I probably sound like an old-fashion southern American woman when I say that. But there is something incredibly comforting about having a piece of homemade dessert to finish the week, while relaxing in the comfort of our home. I like how great it smells in the house, how pretty the dessert looks on a cake tray on the counter, how inviting it makes the kitchen.
Last week I tried and adapted a recipe from Ricardo. I made my own pie dough recipe, added some sliced almonds and if you like it, I suggest adding a little almond extract. I also decided to serve it with whipped cream – why not! Jacob started by complaining about the fact that I was doing something, “again”, with almonds. He doesn’t like almonds as much as I do. But he opened up to it and tried the pie and finally had to admit that although it was very simple, it was pretty darn good.

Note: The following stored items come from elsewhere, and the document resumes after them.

use anyhow::{Result, anyhow};
use clap::{Parser, Subcommand};
use std::path::PathBuf;

/// 解析支持单位 (kb, mb, gb) 的字符串为字节数 (u64)
pub fn parse_chunk_size(s: &str) -> Result<u64> {
    let s_lower = s.trim().to_lowercase();

    let (num_str, multiplier): (&str, u64) = if let Some(stripped) = s_lower.strip_suffix("gb") {
        (stripped, 1024 * 1024 * 1024)
    } else if let Some(stripped) = s_lower.strip_suffix("mb") {
        (stripped, 1024 * 1024)
    } else if let Some(stripped) = s_lower.strip_suffix("kb") {
        (stripped, 1024)
    } else {
        (s_lower.as_str(), 1)
    };

    let num = num_str
        .trim()
        .parse::<u64>()
        .map_err(|_| anyhow!("无效的数字部分: '{}'", num_str.trim()))?;

    let bytes = num
        .checked_mul(multiplier)
        .ok_or_else(|| anyhow!("计算出的数值太大，导致溢出 (超过 u64::MAX)"))?;

    if bytes == 0 {
        return Err(anyhow!("分块大小必须大于 0"));
    }
    Ok(bytes)
}

#[derive(Parser, Debug)]
#[command(author, version, about, long_about = None)]
pub struct Cli {
    /// 配置文件路径，默认位于用户配置目录
    #[arg(long, global = true, value_name = "FILE")]
    pub config: Option<PathBuf>,

    #[command(subcommand)]
    pub command: Command,
}

#[derive(Subcommand, Debug)]
pub enum Command {
    #[command(about = "重置配置文件")]
    Config,
    #[command(about = "拆分文件并通过队列逐块处理")]
    Run(RunArgs),
}

#[derive(clap::Args, Debug, Clone)]
pub struct RunArgs {
    pub path: String,

    /// 分块大小，覆盖配置文件
    #[arg(long, short = 'c', value_name = "SIZE", value_parser = parse_chunk_size)]
    pub chunk_size: Option<u64>,

    /// worker 数量，覆盖配置文件
    #[arg(long, short = 'w')]
    pub workers: Option<usize>,

    /// 分块数据暂存目录，不设置则保存在内存中
    #[arg(long, value_name = "DIR")]
    pub store_dir: Option<String>,

    /// 让指定序号的分块处理失败，可重复
    #[arg(long, value_name = "INDEX")]
    pub fail_chunk: Vec<u64>,
}

pub fn get_cli_args() -> Cli {
    Cli::parse()
}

What I liked about this recipe is that it took me 15 minutes to make. The pie dough is the longest part to do, and it really only takes about 10 minutes. If you really want to take it easy, you can probably get the store-bought piecrust – although I haven’t tested it myself. The filling is a one-bowl job, and up it goes in the oven for 45 minutes.
So here you go, the recipe is below. I hope it will enjoy it.
You will need:
For the crust:
1 cup of flour
A pinch of salt
½ teaspoon of baking powder
1/3 cup of cold butter
About 6 tablespoons of cold water
For the filling:
1/3 cup of butter, room temperature
½ cup of sugar
½ cup of ground almonds
2 tablespoons of maple syrup
½ teaspoon of almond extract (optional)
1 tablespoon of flour
½ cup of sliced almonds
1 cup of blueberries
1 cup of heavy cream
3 to 4 tablespoons of icing sugar
For the pie crust:
In a food processor, mix the flour with salt and baking powder. Add the butter, a small quantity at a time, mixing well between each addition. Add the water one tablespoon at a time, pulsing after each one. Add enough water until the dough is sticky, yet not wet.
On a floured surface, roll the dough until about 9-inches round. Place in a tart pan with a removable bottom. Put in the fridge until the filling is ready.
For the filling:
In a bowl, mix the butter with the sugar. Add the ground almonds, maple syrup, the egg and the almond extract. Add the flour and sliced almonds and mix until everything is well incorporated.
Spread in the bottom of the piecrust. Add the blueberries on top of the filling. Bake at 350F for 45 minutes.
In the meanwhile, whisk the heavy cream. Add the icing sugar until just enough sweet (taste it as you go). Whip until light and fluffy.
Enjoy your tart with a spoon of whipped cream!